Она издала смешок и направилась мимо Питера в коридор. Ее заносило, словно она была пьяна. Питер попытался обнять ее за плечи. Но Карла, оскалив зубы, зашипела на него, как кошка. Смех ее перешел во всхлипывания, когда она медленно поднималась по лестнице, ища поддержки у перил из красною дерева; эти всхлипывания были настолько душераздирающими и беспомощными одновременно, что Франни хотелось провалиться сквозь землю. Лицо отца приобрело землистый оттенок. Наверху Карла повернулась, сильно покачнувшись, и Франни на мгновение зажмурилась, ожидая, что мать сейчас упадет и пересчитает все ступеньки. Но Карла удержалась на ногах, посмотрела на них, очевидно намереваясь что-то сказать, потом снова отвернулась. А через мгновение сквозь закрытую дверь ее спальни донесся взрыв горя и боли. Франни и Питер испуганно посмотрели друг на друга, и только часы Тобиаса продолжали спокойно и деловито отстукивать время.

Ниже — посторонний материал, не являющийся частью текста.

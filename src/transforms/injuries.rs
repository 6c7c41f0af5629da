//! Injuries transform. The upstream has no stable injury id, so `injury_key`
//! hashes (fixture, player, team, type, reason) to give each report a
//! deterministic identity for upserting.

use serde_json::Value;

use super::content_hash;

#[derive(Debug, Clone, PartialEq)]
pub struct InjuryRow {
    pub injury_key: String,
    pub fixture_id: Option<i64>,
    pub player_id: Option<i64>,
    pub team_id: Option<i64>,
    pub injury_type: Option<String>,
    pub reason: Option<String>,
}

pub fn transform_injuries(envelope: &Value) -> Vec<InjuryRow> {
    let mut out = Vec::new();
    let Some(items) = envelope.get("response").and_then(Value::as_array) else {
        return out;
    };

    for item in items {
        let fixture_id = item["fixture"]["id"].as_i64();
        let player_id = item["player"]["id"].as_i64();
        let team_id = item["team"]["id"].as_i64();
        let injury_type = item["player"]["type"].as_str().map(str::to_string);
        let reason = item["player"]["reason"].as_str().map(str::to_string);

        let injury_key = content_hash(&[
            fixture_id.map(|v| v.to_string()).as_deref(),
            player_id.map(|v| v.to_string()).as_deref(),
            team_id.map(|v| v.to_string()).as_deref(),
            injury_type.as_deref(),
            reason.as_deref(),
        ]);

        out.push(InjuryRow { injury_key, fixture_id, player_id, team_id, injury_type, reason });
    }

    out
}

#[cfg(test)]
mod tests {
    use super::*;
    use serde_json::json;

    #[test]
    fn injury_key_is_stable_for_identical_reports() {
        let envelope = json!({"response": [
            {"fixture": {"id": 1}, "player": {"id": 10, "type": "Missing Fixture", "reason": "Hamstring"}, "team": {"id": 5}},
        ]});
        let a = transform_injuries(&envelope);
        let b = transform_injuries(&envelope);
        assert_eq!(a[0].injury_key, b[0].injury_key);
    }

    #[test]
    fn different_reasons_produce_different_keys() {
        let envelope = json!({"response": [
            {"fixture": {"id": 1}, "player": {"id": 10, "type": "Missing Fixture", "reason": "Hamstring"}, "team": {"id": 5}},
            {"fixture": {"id": 1}, "player": {"id": 10, "type": "Missing Fixture", "reason": "Knee"}, "team": {"id": 5}},
        ]});
        let rows = transform_injuries(&envelope);
        assert_ne!(rows[0].injury_key, rows[1].injury_key);
    }
}
//! Dependency resolver (C6): ensures a league, its teams, and referenced
//! venues exist in `core.*` before a job writes rows that carry a foreign key
//! into them. Every `ensure_*` function is idempotent — safe to call on every
//! job run, not just the first.

use std::collections::HashSet;

use anyhow::{bail, Result};
use serde_json::Value;

use crate::db::{self, progress, CoreRow};
use crate::http_client::ApiClient;
use crate::rate_limiter::RateLimiter;
use crate::transforms::{leagues, teams, venues};
use sqlx::PgPool;

/// Fetches one endpoint, persists it to `raw.api_responses`, and returns a
/// `{"response": ...}`-shaped value suitable for the `transforms::*`
/// functions (which all expect that envelope shape).
async fn fetch_and_store(client: &ApiClient, limiter: &RateLimiter, pool: &PgPool, endpoint: &str, params: &std::collections::HashMap<String, String>) -> Result<Value> {
    limiter.acquire_token().await?;
    let result = client.get(endpoint, params).await?;
    limiter.update_from_headers(&result.headers)?;

    let requested_params = serde_json::to_value(params)?;
    let headers_value = serde_json::to_value(&result.headers)?;
    let body = serde_json::json!({
        "get": result.data.get,
        "parameters": result.data.parameters,
        "errors": result.data.errors,
        "results": result.data.results,
        "response": result.data.response,
    });
    db::upsert_raw(pool, endpoint, &requested_params, result.status as i32, &headers_value, &body).await?;

    if !result.data.errors.is_null() && result.data.errors != Value::Array(vec![]) && result.data.errors != Value::Object(Default::default()) {
        bail!("api_errors:{endpoint}:{:?}", result.data.errors);
    }
    Ok(body)
}

fn league_has_season_metadata(seasons_json: &Value, season: i64) -> bool {
    let Some(items) = seasons_json.as_array() else { return false };
    items.iter().any(|item| {
        item["year"].as_i64() == Some(season) && item["start"].is_string() && item["end"].is_string()
    })
}

fn league_row_to_core(row: &leagues::LeagueRow, seasons_json: Value) -> CoreRow {
    vec![
        ("id".into(), Value::from(row.league_id)),
        ("name".into(), Value::from(row.name.clone())),
        ("type".into(), row.league_type.clone().map(Value::from).unwrap_or(Value::Null)),
        ("logo".into(), row.logo_url.clone().map(Value::from).unwrap_or(Value::Null)),
        ("country_name".into(), row.country_name.clone().map(Value::from).unwrap_or(Value::Null)),
        ("country_code".into(), row.country_code.clone().map(Value::from).unwrap_or(Value::Null)),
        ("country_flag".into(), row.country_flag_url.clone().map(Value::from).unwrap_or(Value::Null)),
        ("seasons".into(), seasons_json),
    ]
}

fn team_row_to_core(row: &teams::TeamRow) -> CoreRow {
    vec![
        ("id".into(), Value::from(row.team_id)),
        ("name".into(), Value::from(row.name.clone())),
        ("code".into(), row.code.clone().map(Value::from).unwrap_or(Value::Null)),
        ("country".into(), row.country.clone().map(Value::from).unwrap_or(Value::Null)),
        ("founded".into(), row.founded.map(Value::from).unwrap_or(Value::Null)),
        ("national".into(), Value::from(row.national)),
        ("logo".into(), row.logo_url.clone().map(Value::from).unwrap_or(Value::Null)),
        ("venue_id".into(), row.venue_id.map(Value::from).unwrap_or(Value::Null)),
    ]
}

fn venue_row_to_core(row: &venues::VenueRow) -> CoreRow {
    vec![
        ("id".into(), Value::from(row.venue_id)),
        ("name".into(), row.name.clone().map(Value::from).unwrap_or(Value::Null)),
        ("address".into(), row.address.clone().map(Value::from).unwrap_or(Value::Null)),
        ("city".into(), row.city.clone().map(Value::from).unwrap_or(Value::Null)),
        ("country".into(), row.country.clone().map(Value::from).unwrap_or(Value::Null)),
        ("capacity".into(), row.capacity.map(Value::from).unwrap_or(Value::Null)),
        ("surface".into(), row.surface.clone().map(Value::from).unwrap_or(Value::Null)),
        ("image".into(), row.image_url.clone().map(Value::from).unwrap_or(Value::Null)),
    ]
}

/// Upserts `core.leagues` only when missing, or present but lacking the
/// requested season's start/end metadata (backfill windowing needs both).
pub async fn ensure_league_exists(pool: &PgPool, client: &ApiClient, limiter: &RateLimiter, league_id: i64, season: Option<i64>) -> Result<()> {
    let existing: Option<Value> = sqlx::query_scalar("SELECT seasons FROM core.leagues WHERE id = $1")
        .bind(league_id)
        .fetch_optional(pool)
        .await?;

    if let Some(seasons) = &existing {
        match season {
            None | Some(0) => return Ok(()),
            Some(s) if league_has_season_metadata(seasons, s) => return Ok(()),
            _ => {}
        }
    }

    let mut params = std::collections::HashMap::new();
    params.insert("id".to_string(), league_id.to_string());
    let body = fetch_and_store(client, limiter, pool, "/leagues", &params).await?;

    let rows = leagues::transform_leagues(&body);
    let Some(row) = rows.into_iter().find(|r| r.league_id == league_id) else {
        bail!("league_not_found:league_id={league_id}");
    };
    let seasons_rows = leagues::transform_league_seasons(&body);
    let seasons_json = serde_json::to_value(
        seasons_rows
            .into_iter()
            .filter(|s| s.league_id == league_id)
            .map(|s| serde_json::json!({"year": s.season, "start": s.start_date, "end": s.end_date, "current": s.is_current}))
            .collect::<Vec<_>>(),
    )?;

    db::upsert_core(
        pool,
        "core.leagues",
        &[league_row_to_core(&row, seasons_json)],
        &["id"],
        &["name", "type", "logo", "country_name", "country_code", "country_flag", "seasons"],
    )
    .await?;

    tracing::info!(league_id, ?season, "league_upserted_dependency");
    Ok(())
}

/// DB-backed cache: once `/teams` succeeds for (league, season), later calls
/// in the same season skip the upstream request entirely — unless a team id
/// we actually need turns out to be missing from `core.teams`, in which case
/// the cache is treated as stale and refreshed.
pub async fn ensure_teams_exist_for_league(pool: &PgPool, client: &ApiClient, limiter: &RateLimiter, league_id: i64, season: i64, team_ids: &HashSet<i64>) -> Result<()> {
    if team_ids.is_empty() {
        return Ok(());
    }

    let ids: Vec<i64> = team_ids.iter().copied().collect();
    if progress::get_team_bootstrap_completed(pool, league_id, season).await?.unwrap_or(false) {
        let missing = progress::missing_team_ids(pool, &ids).await?;
        if missing.is_empty() {
            return Ok(());
        }
        tracing::warn!(league_id, season, missing_count = missing.len(), "teams_bootstrap_cache_incomplete_refreshing");
        let _ = progress::upsert_team_bootstrap_progress(pool, league_id, season, false, Some(&format!("cache_incomplete_missing_teams:{}", missing.len()))).await;
    }

    let _ = progress::upsert_team_bootstrap_progress(pool, league_id, season, false, None).await;

    let mut params = std::collections::HashMap::new();
    params.insert("league".to_string(), league_id.to_string());
    params.insert("season".to_string(), season.to_string());

    let body = match fetch_and_store(client, limiter, pool, "/teams", &params).await {
        Ok(body) => body,
        Err(e) => {
            let _ = progress::upsert_team_bootstrap_progress(pool, league_id, season, false, Some(&e.to_string())).await;
            return Err(e);
        }
    };

    let venue_rows: Vec<CoreRow> = body
        .get("response")
        .and_then(Value::as_array)
        .into_iter()
        .flatten()
        .filter_map(venues::venue_row_from_team_item)
        .map(|v| venue_row_to_core(&v))
        .collect();
    if !venue_rows.is_empty() {
        db::upsert_core(pool, "core.venues", &venue_rows, &["id"], &["name", "address", "city", "country", "capacity", "surface", "image"]).await?;
    }

    let team_rows = teams::transform_teams(&body);
    let team_core_rows: Vec<CoreRow> = team_rows.iter().map(team_row_to_core).collect();
    if !team_core_rows.is_empty() {
        db::upsert_core(pool, "core.teams", &team_core_rows, &["id"], &["name", "code", "country", "founded", "national", "logo", "venue_id"]).await?;
    }

    let missing_after = progress::missing_team_ids(pool, &ids).await?;
    let last_error = if missing_after.is_empty() { None } else { Some(format!("teams_still_missing_after_refresh:{}", missing_after.len())) };
    let _ = progress::upsert_team_bootstrap_progress(pool, league_id, season, true, last_error.as_deref()).await;

    tracing::info!(league_id, season, requested = ids.len(), upserted = team_rows.len(), "teams_upserted_dependency");
    Ok(())
}

fn team_ids_from_fixtures_envelope(envelope: &Value) -> HashSet<i64> {
    let mut ids = HashSet::new();
    if let Some(items) = envelope.get("response").and_then(Value::as_array) {
        for item in items {
            if let Some(id) = item["teams"]["home"]["id"].as_i64() {
                ids.insert(id);
            }
            if let Some(id) = item["teams"]["away"]["id"].as_i64() {
                ids.insert(id);
            }
        }
    }
    ids
}

fn team_ids_from_standings_envelope(envelope: &Value) -> HashSet<i64> {
    let mut ids = HashSet::new();
    if let Some(groups) = envelope["response"][0]["league"]["standings"].as_array() {
        for group in groups {
            if let Some(entries) = group.as_array() {
                for entry in entries {
                    if let Some(id) = entry["team"]["id"].as_i64() {
                        ids.insert(id);
                    }
                }
            }
        }
    }
    ids
}

/// Minimal venue rows built straight from a fixtures envelope (name/city
/// only) so `core.fixtures.venue_id`'s FK is satisfied without an extra
/// `/venues` round trip.
fn venue_rows_from_fixtures_envelope(envelope: &Value) -> Vec<CoreRow> {
    let mut by_id: std::collections::BTreeMap<i64, CoreRow> = std::collections::BTreeMap::new();
    if let Some(items) = envelope.get("response").and_then(Value::as_array) {
        for item in items {
            let venue = &item["fixture"]["venue"];
            let Some(id) = venue["id"].as_i64() else { continue };
            if id <= 0 {
                continue;
            }
            by_id.insert(
                id,
                vec![
                    ("id".into(), Value::from(id)),
                    ("name".into(), venue["name"].as_str().map(Value::from).unwrap_or(Value::Null)),
                    ("city".into(), venue["city"].as_str().map(Value::from).unwrap_or(Value::Null)),
                ],
            );
        }
    }
    by_id.into_values().collect()
}

pub async fn ensure_fixtures_dependencies(pool: &PgPool, client: &ApiClient, limiter: &RateLimiter, league_id: i64, season: Option<i64>, fixtures_envelope: &Value) -> Result<()> {
    ensure_league_exists(pool, client, limiter, league_id, season).await?;
    let Some(season) = season else { bail!("season_required_for_teams_bootstrap") };

    let team_ids = team_ids_from_fixtures_envelope(fixtures_envelope);
    ensure_teams_exist_for_league(pool, client, limiter, league_id, season, &team_ids).await?;

    let venue_rows = venue_rows_from_fixtures_envelope(fixtures_envelope);
    if !venue_rows.is_empty() {
        let count = venue_rows.len();
        db::upsert_core(pool, "core.venues", &venue_rows, &["id"], &["name", "city"]).await?;
        tracing::info!(league_id, season, venues_upserted = count, "venues_upserted_dependency");
    }
    Ok(())
}

pub async fn ensure_standings_dependencies(pool: &PgPool, client: &ApiClient, limiter: &RateLimiter, league_id: i64, season: i64, standings_envelope: &Value) -> Result<()> {
    ensure_league_exists(pool, client, limiter, league_id, Some(season)).await?;
    let team_ids = team_ids_from_standings_envelope(standings_envelope);
    ensure_teams_exist_for_league(pool, client, limiter, league_id, season, &team_ids).await
}

/// Venue ids inserted as the minimal `(id, name, city)` FK-safety stub in
/// `ensure_fixtures_dependencies`, still missing the rest of `/venues`'s
/// fields.
async fn stub_venue_ids(pool: &PgPool, limit: i64) -> Result<Vec<i64>> {
    let rows: Vec<i64> = sqlx::query_scalar("SELECT id FROM core.venues WHERE address IS NULL AND country IS NULL ORDER BY id LIMIT $1")
        .bind(limit)
        .fetch_all(pool)
        .await?;
    Ok(rows)
}

/// Enriches minimal venue stubs with the full `/venues?id=` record, bounded
/// by `max_per_run` so a large stub backlog can't eat a whole run's token
/// budget. `max_per_run <= 0` disables the pass entirely.
pub async fn backfill_venue_details(pool: &PgPool, client: &ApiClient, limiter: &RateLimiter, max_per_run: i64) -> Result<usize> {
    if max_per_run <= 0 {
        return Ok(0);
    }
    let ids = stub_venue_ids(pool, max_per_run).await?;
    let mut enriched = 0usize;
    for id in ids {
        let mut params = std::collections::HashMap::new();
        params.insert("id".to_string(), id.to_string());
        let body = match fetch_and_store(client, limiter, pool, "/venues", &params).await {
            Ok(b) => b,
            Err(e) => {
                tracing::warn!(venue_id = id, err = %e, "venues_backfill_fetch_failed");
                continue;
            }
        };
        let rows = venues::transform_venues(&body);
        if rows.is_empty() {
            continue;
        }
        let core_rows: Vec<CoreRow> = rows.iter().map(venue_row_to_core).collect();
        db::upsert_core(pool, "core.venues", &core_rows, &["id"], &["name", "address", "city", "country", "capacity", "surface", "image"]).await?;
        enriched += 1;
    }
    if enriched > 0 {
        tracing::info!(enriched, "venues_backfill_enriched");
    }
    Ok(enriched)
}

#[cfg(test)]
mod tests {
    use super::*;
    use serde_json::json;

    #[test]
    fn season_metadata_requires_both_start_and_end() {
        let seasons = json!([{"year": 2024, "start": "2024-08-01", "end": "2025-05-31"}]);
        assert!(league_has_season_metadata(&seasons, 2024));
        assert!(!league_has_season_metadata(&seasons, 2023));

        let incomplete = json!([{"year": 2024, "start": null, "end": null}]);
        assert!(!league_has_season_metadata(&incomplete, 2024));
    }

    #[test]
    fn extracts_team_ids_from_fixtures_envelope() {
        let envelope = json!({"response": [{"teams": {"home": {"id": 1}, "away": {"id": 2}}}]});
        let ids = team_ids_from_fixtures_envelope(&envelope);
        assert_eq!(ids, HashSet::from([1, 2]));
    }

    #[test]
    fn venue_rows_from_fixtures_envelope_skip_zero_id() {
        let envelope = json!({"response": [
            {"fixture": {"venue": {"id": 0, "name": "Unknown"}}},
            {"fixture": {"venue": {"id": 5, "name": "Stadium", "city": "Town"}}},
        ]});
        let rows = venue_rows_from_fixtures_envelope(&envelope);
        assert_eq!(rows.len(), 1);
    }
}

– Это пройдет само по себе, – спокойно произнес Питер. – Она отойдет.
Мне нужно уехать. Она не хочет видеть меня здесь.
Тебе нужно остаться. Тебе нужно быть здесь, когда… если… она отойдет и окажется, что она все-таки нуждается в том, чтобы ты осталась. – Он помолчал. – Что касается меня, то мне это уже очень нужно, Фран.
– Папа, – сказала она, положив руки ему на грудь. – О, папа, извини, мне так стыдно…
– Ш-ш-ш… – Отец погладил ее по волосам. Поверх головы дочери он видел, как вечернее солнце посылало свои тусклые лучи в широкие окна, золотые и жесткие, как всегда, так солнце освещает музеи и обиталища мертвых– Ш-ш-ш, Франни. Я люблю тебя. Я тебя люблю.